Despite these shortcomings, our study has noteworthy strengths. First, its five-year observation period is unique and provided baseline and follow-up periods long enough to establish that changes were not transient or simply a result of seasonal variations. Second, our study extends preliminary experience with the CPS model in another inpatient setting (
20,
22 ), thus providing support for the generalizability of the model. Moreover, our incorporation of remote training and staff supervision through videoconferencing supports the transportability of the model and represents an innovation that may be especially relevant to other facilities contemplating its adoption. Finally, to the best of our knowledge this is the first study to apply a well-described, conceptually grounded, and manualized intervention to reduce use of seclusion and restraint in a pediatric setting.
Conclusions
In summary, restraint and seclusion reduction was possible and safely implemented in an inpatient setting through the concerted adoption of the CPS model of care. Future replication and research efforts are warranted to test the model in other child psychiatric settings. Indeed, our findings should be considered pilot data to support a randomized clinical trial to more formally test the efficacy and effectiveness of CPS in real-world settings. Such a trial could be designed with different facilities (or with different units within larger settings such as state hospitals) as the unit of study and randomization.

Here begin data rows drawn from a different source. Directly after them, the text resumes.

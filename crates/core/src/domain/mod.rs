pub mod analysis;
pub mod contract;
pub mod message;
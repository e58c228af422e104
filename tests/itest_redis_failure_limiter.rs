#![cfg(feature = "redis-tokio")]

use std::{env, sync::Arc, time::Duration};

use failgate::{
    FailgateError, FailgateRedisClient, FailureLimiter, FailureLimiterOptions, KeyPrefix, KeyTtl,
    PeriodSeconds, Quota, RedisAtomicCounter, RedisCounterOptions, Verdict,
};

fn redis_url() -> Option<String> {
    env::var("REDIS_URL").ok()
}

fn unique_prefix() -> KeyPrefix {
    let n: u64 = rand::random();
    KeyPrefix::try_from(format!("failgate_test_{n}:")).unwrap()
}

fn options(period: u64, quota: u64, align: bool) -> FailureLimiterOptions {
    FailureLimiterOptions {
        period: PeriodSeconds::try_from(period).unwrap(),
        quota: Quota::try_from(quota).unwrap(),
        key_prefix: unique_prefix(),
        align,
    }
}

async fn build_client(url: &str) -> FailgateRedisClient {
    let client = redis::Client::open(url).unwrap();
    FailgateRedisClient::from_client(client, 2).await.unwrap()
}

async fn build_limiter(url: &str, period: u64, quota: u64) -> FailureLimiter<RedisAtomicCounter> {
    FailureLimiter::redis(build_client(url).await, options(period, quota, false))
}

#[test]
fn four_failures_with_quota_three() {
    let Some(url) = redis_url() else {
        return;
    };

    let rt = tokio::runtime::Runtime::new().unwrap();
    rt.block_on(async {
        let limiter = build_limiter(&url, 60, 3).await;

        let mut verdicts = Vec::new();
        for _ in 0..4 {
            verdicts.push(limiter.check("u1", false).await.unwrap());
        }

        assert_eq!(
            verdicts,
            vec![
                Verdict::InQuota,
                Verdict::InQuota,
                Verdict::InQuota,
                Verdict::OverQuota
            ]
        );
        assert_eq!(limiter.get_count("u1").await.unwrap(), Some(4));

        let ttl = limiter.ttl("u1").await.unwrap().remaining().unwrap();
        assert!(ttl <= Duration::from_secs(60) && ttl >= Duration::from_secs(58));

        limiter.delete("u1").await.unwrap();
    });
}

#[test]
fn never_checked_key_has_no_run_value() {
    let Some(url) = redis_url() else {
        return;
    };

    let rt = tokio::runtime::Runtime::new().unwrap();
    rt.block_on(async {
        let limiter = build_limiter(&url, 60, 3).await;

        let run_value = limiter.get_run_value("nobody").await.unwrap();
        assert!(!run_value.exist);
        assert_eq!(run_value.count, 0);
        assert_eq!(run_value.ttl, KeyTtl::Missing);

        assert_eq!(limiter.get_count("nobody").await.unwrap(), None);
        assert_eq!(limiter.ttl("nobody").await.unwrap(), KeyTtl::Missing);
    });
}

#[test]
fn success_never_changes_count_or_ttl() {
    let Some(url) = redis_url() else {
        return;
    };

    let rt = tokio::runtime::Runtime::new().unwrap();
    rt.block_on(async {
        let limiter = build_limiter(&url, 60, 3).await;

        assert_eq!(limiter.check("u1", true).await.unwrap(), Verdict::Success);
        assert_eq!(limiter.get_count("u1").await.unwrap(), None);

        limiter.check("u1", false).await.unwrap();
        assert_eq!(limiter.check("u1", true).await.unwrap(), Verdict::Success);

        let run_value = limiter.get_run_value("u1").await.unwrap();
        assert!(run_value.exist);
        assert_eq!(run_value.count, 1);
        assert!(run_value.ttl.remaining().is_some());

        limiter.delete("u1").await.unwrap();
    });
}

#[test]
fn set_quota_full_is_idempotent_and_keeps_ttl() {
    let Some(url) = redis_url() else {
        return;
    };

    let rt = tokio::runtime::Runtime::new().unwrap();
    rt.block_on(async {
        let limiter = build_limiter(&url, 60, 3).await;

        limiter.set_quota_full("fresh").await.unwrap();
        limiter.set_quota_full("fresh").await.unwrap();
        assert_eq!(limiter.get_count("fresh").await.unwrap(), Some(4));
        assert!(limiter.ttl("fresh").await.unwrap().remaining().is_some());
        assert_eq!(
            limiter.check("fresh", false).await.unwrap(),
            Verdict::OverQuota
        );

        // An existing short window is neither extended nor lowered.
        let short = FailureLimiter::new(
            RedisAtomicCounter::new(limiter.counter().client().clone(), Default::default()),
            FailureLimiterOptions {
                period: PeriodSeconds::try_from(5).unwrap(),
                ..limiter.options().clone()
            },
        );
        for _ in 0..6 {
            short.check("busy", false).await.unwrap();
        }
        limiter.set_quota_full("busy").await.unwrap();

        assert_eq!(limiter.get_count("busy").await.unwrap(), Some(6));
        let ttl = limiter.ttl("busy").await.unwrap().remaining().unwrap();
        assert!(ttl <= Duration::from_secs(5), "ttl was replaced: {ttl:?}");

        limiter.delete("fresh").await.unwrap();
        limiter.delete("busy").await.unwrap();
    });
}

#[test]
fn delete_round_trip() {
    let Some(url) = redis_url() else {
        return;
    };

    let rt = tokio::runtime::Runtime::new().unwrap();
    rt.block_on(async {
        let limiter = build_limiter(&url, 60, 3).await;

        limiter.check("u1", false).await.unwrap();
        limiter.delete("u1").await.unwrap();
        limiter.delete("u1").await.unwrap();

        assert!(!limiter.get_run_value("u1").await.unwrap().exist);
        assert_eq!(limiter.ttl("u1").await.unwrap(), KeyTtl::Missing);
    });
}

#[test]
fn window_rolls_over_after_period() {
    let Some(url) = redis_url() else {
        return;
    };

    let rt = tokio::runtime::Runtime::new().unwrap();
    rt.block_on(async {
        let limiter = build_limiter(&url, 1, 1).await;

        assert_eq!(limiter.check("u1", false).await.unwrap(), Verdict::InQuota);
        assert_eq!(
            limiter.check("u1", false).await.unwrap(),
            Verdict::OverQuota
        );

        tokio::time::sleep(Duration::from_millis(2100)).await;

        assert_eq!(limiter.check("u1", false).await.unwrap(), Verdict::InQuota);

        limiter.delete("u1").await.unwrap();
    });
}

#[test]
fn aligned_daily_ttl_matches_local_clock() {
    let Some(url) = redis_url() else {
        return;
    };

    let rt = tokio::runtime::Runtime::new().unwrap();
    rt.block_on(async {
        let limiter = FailureLimiter::redis(build_client(&url).await, options(86_400, 3, true));

        let expected = limiter.window_policy().expire_seconds();
        limiter.check("u1", false).await.unwrap();

        let ttl = limiter.ttl("u1").await.unwrap().remaining().unwrap();
        assert!(
            ttl.as_secs().abs_diff(expected) <= 2,
            "expected ~{expected}s, got {ttl:?}"
        );

        limiter.delete("u1").await.unwrap();
    });
}

#[test]
fn concurrent_failures_cross_the_quota_exactly_once() {
    let Some(url) = redis_url() else {
        return;
    };

    const QUOTA: u64 = 10;
    const CALLS: usize = 100;

    let rt = tokio::runtime::Builder::new_multi_thread()
        .worker_threads(4)
        .enable_all()
        .build()
        .unwrap();

    rt.block_on(async {
        let limiter = Arc::new(build_limiter(&url, 60, QUOTA).await);

        let mut handles = Vec::with_capacity(CALLS);
        for _ in 0..CALLS {
            let limiter = limiter.clone();
            handles.push(tokio::spawn(
                async move { limiter.check("hot", false).await },
            ));
        }

        let mut in_quota = 0;
        let mut over_quota = 0;
        for handle in handles {
            match handle.await.unwrap().unwrap() {
                Verdict::InQuota => in_quota += 1,
                Verdict::OverQuota => over_quota += 1,
                other => panic!("unexpected verdict {other:?}"),
            }
        }

        assert_eq!(in_quota, QUOTA as usize);
        assert_eq!(over_quota, CALLS - QUOTA as usize);
        assert_eq!(limiter.get_count("hot").await.unwrap(), Some(CALLS as u64));

        limiter.delete("hot").await.unwrap();
    });
}

#[test]
fn response_timeout_fails_as_transport_error() {
    let Some(url) = redis_url() else {
        return;
    };

    let rt = tokio::runtime::Runtime::new().unwrap();
    rt.block_on(async {
        let counter = RedisAtomicCounter::new(
            build_client(&url).await,
            RedisCounterOptions {
                response_timeout: Some(Duration::from_nanos(1)),
            },
        );
        let limiter = FailureLimiter::new(counter, options(60, 3, false));

        let err = limiter.check("u1", false).await.unwrap_err();

        assert!(matches!(err, FailgateError::Timeout(_)), "got {err:?}");
        assert!(err.is_transport());
    });
}

#[test]
fn zero_connection_count_is_rejected() {
    let Some(url) = redis_url() else {
        return;
    };

    let rt = tokio::runtime::Runtime::new().unwrap();
    rt.block_on(async {
        let client = redis::Client::open(url.as_str()).unwrap();
        let err = FailgateRedisClient::from_client(client, 0)
            .await
            .unwrap_err();

        assert!(matches!(err, FailgateError::InvalidConnectionCount(_)));
    });
}

#[test]
fn largest_quota_and_period_reach_redis_as_integers() {
    let Some(url) = redis_url() else {
        return;
    };

    let rt = tokio::runtime::Runtime::new().unwrap();
    rt.block_on(async {
        let limiter = FailureLimiter::redis(
            build_client(&url).await,
            FailureLimiterOptions {
                period: PeriodSeconds::try_from(PeriodSeconds::MAX).unwrap(),
                quota: Quota::try_from(Quota::MAX).unwrap(),
                key_prefix: unique_prefix(),
                align: false,
            },
        );

        assert_eq!(limiter.check("u1", false).await.unwrap(), Verdict::InQuota);
        limiter.set_quota_full("u1").await.unwrap();

        let run_value = limiter.get_run_value("u1").await.unwrap();
        assert!(run_value.exist);
        assert_eq!(run_value.count, Quota::MAX + 1);

        let ttl = run_value.ttl.remaining().unwrap();
        assert!(ttl.as_secs().abs_diff(PeriodSeconds::MAX) <= 2, "got {ttl:?}");

        limiter.delete("u1").await.unwrap();
    });
}

#[test]
fn client_debug_shows_connection_count() {
    let Some(url) = redis_url() else {
        return;
    };

    let rt = tokio::runtime::Runtime::new().unwrap();
    rt.block_on(async {
        let client = build_client(&url).await;

        assert_eq!(client.connection_count(), 2);
        assert!(format!("{client:?}").contains("connection_count: 2"));
    });
}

Apart from replication and more formal testing in inpatient settings, adaptations to other relevant facilities could be considered. Although specifically applied to a high-utilization psychiatric inpatient setting in our pilot study, the CPS approach could conceivably be adapted to the care of aggressive and volatile children in other settings, including pediatric floors of hospitals, residential schools, juvenile justice settings, or pediatric emergency services. In all of these settings the resort to restraints remains a standard practice in acute situations. Exploring adaptations to these and other relevant pediatric settings seems worthwhile and likely feasible when one considers that the CPS model was originally developed for the management of aggressive and oppositional outpatients (
25 ) and was only later adapted to the specific requirements of an inpatient environment. Given the serious risks that have been associated with the use of restraint and seclusion, pursuing alternative approaches to the management of aggressive children and adolescents remains a pressing clinical priority.
Acknowledgments and disclosures
This project was supported in part by the Connecticut Yankees, the Albert J. Solnit Endowment at the Yale Child Study Center, and Mr. and Mrs. Joshua Needleman. The authors thank Fatih Ozbay, M.D., and Douglas Leslie, Ph.D., for assistance on an earlier draft and the staff of the Children's Psychiatric Inpatient Service, whose commitment and tireless efforts led to the changes described herein.
The authors report no competing interests.